Se vuelve aprensivo y no tarda en quejarse.

—Respeto a los indios, tanto como respeto su desdichada historia —le cuenta al reverendo—, pero me ponen en un estado de inquietud antinatural, fuera de toda medida, hasta el punto de que veo fantasmas.

—No me diga.

—Veo e incluso toco cosas que no pueden estar ahí, pero que están.

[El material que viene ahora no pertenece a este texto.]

//! Merging telemetry snapshots from multiple sources
//!
//! Sources may disagree on which accelerators they report. Every field is
//! reduced only over the sources that reported that accelerator, so a
//! missing entry never counts as zero.

use crate::models::AcceleratorMetrics;
use std::collections::BTreeMap;

/// How values of one metric are combined across sources
pub trait Reduction<T> {
    type Acc;

    /// Accumulator for the first source that reported an accelerator
    fn start(&self, value: T) -> Self::Acc;

    /// Fold in a later source's value
    fn combine(&self, existing: Self::Acc, value: T) -> Self::Acc;

    fn finish(&self, acc: Self::Acc) -> T;
}

/// Arithmetic mean over reporting sources
#[derive(Debug, Clone, Copy, Default)]
pub struct Average;

impl Reduction<f64> for Average {
    type Acc = (f64, usize);

    fn start(&self, value: f64) -> Self::Acc {
        (value, 1)
    }

    fn combine(&self, (sum, count): Self::Acc, value: f64) -> Self::Acc {
        (sum + value, count + 1)
    }

    fn finish(&self, (sum, count): Self::Acc) -> f64 {
        sum / count as f64
    }
}

/// Largest value reported by any source
#[derive(Debug, Clone, Copy, Default)]
pub struct Max;

impl<T: PartialOrd> Reduction<T> for Max {
    type Acc = T;

    fn start(&self, value: T) -> T {
        value
    }

    fn combine(&self, existing: T, value: T) -> T {
        if value > existing {
            value
        } else {
            existing
        }
    }

    fn finish(&self, acc: T) -> T {
        acc
    }
}

/// Value from the first source that reported the accelerator
#[derive(Debug, Clone, Copy, Default)]
pub struct First;

impl<T> Reduction<T> for First {
    type Acc = T;

    fn start(&self, value: T) -> T {
        value
    }

    fn combine(&self, existing: T, _value: T) -> T {
        existing
    }

    fn finish(&self, acc: T) -> T {
        acc
    }
}

/// Reduce one metric keyed by accelerator id across source maps
pub fn reduce_per_accelerator<T, R>(
    sources: &[&BTreeMap<String, T>],
    reduction: &R,
) -> BTreeMap<String, T>
where
    T: Copy,
    R: Reduction<T>,
{
    let mut accumulated: BTreeMap<String, R::Acc> = BTreeMap::new();

    for source in sources {
        for (id, &value) in source.iter() {
            let acc = match accumulated.remove(id) {
                Some(existing) => reduction.combine(existing, value),
                None => reduction.start(value),
            };
            accumulated.insert(id.clone(), acc);
        }
    }

    accumulated
        .into_iter()
        .map(|(id, acc)| (id, reduction.finish(acc)))
        .collect()
}

/// Merge snapshots from all sources into one
///
/// Utilization and power are averaged, memory used takes the peak, and
/// memory total keeps the first value seen.
pub fn merge_metrics(snapshots: &[AcceleratorMetrics]) -> AcceleratorMetrics {
    let utilization: Vec<_> = snapshots.iter().map(|m| &m.utilization).collect();
    let power: Vec<_> = snapshots.iter().map(|m| &m.power_watts).collect();
    let memory_used: Vec<_> = snapshots.iter().map(|m| &m.memory_used_bytes).collect();
    let memory_total: Vec<_> = snapshots.iter().map(|m| &m.memory_total_bytes).collect();

    AcceleratorMetrics {
        utilization: reduce_per_accelerator(&utilization, &Average),
        power_watts: reduce_per_accelerator(&power, &Average),
        memory_used_bytes: reduce_per_accelerator(&memory_used, &Max),
        memory_total_bytes: reduce_per_accelerator(&memory_total, &First),
    }
}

—¿Podría ponerme algún ejemplo?

—Eso sería problemático, ya que he jurado no hacerlo.

—Entonces es difícil aconsejarle.

—Sí, y algunos ejemplos son excelentes. Es una auténtica pena.

—Mientras usted habla tan amigablemente conmigo —dice el reverendo—, el señor Dixon parece muy contento en compañía de los fantasmas.

—¿Quién, el joven Jolgorio en persona? Bebe con sacerdotes, jaranea con pigmeos, sí, lo he visto. ¿Qué preocupaciones tiene mientras haya tabaco y licores? Y sin embargo, desde el primer sorbo hasta que apura la botella, no le inquieta la menor vislumbre de pecado ni experimenta temor alguno, es demasiado inocente para eso. No, sólo a mí me inquieta la llegada de esos extraños visitantes, que pertenecen a este país críptico y peligroso y que son inseparables de él. Y pasan, aunque nunca cerca, tan imprecisos y serenos como deidades del bosque o del río… ¡Bueno! —grita mientras se vuelve desesperadamente hacia los visitantes—. ¡Sois indios!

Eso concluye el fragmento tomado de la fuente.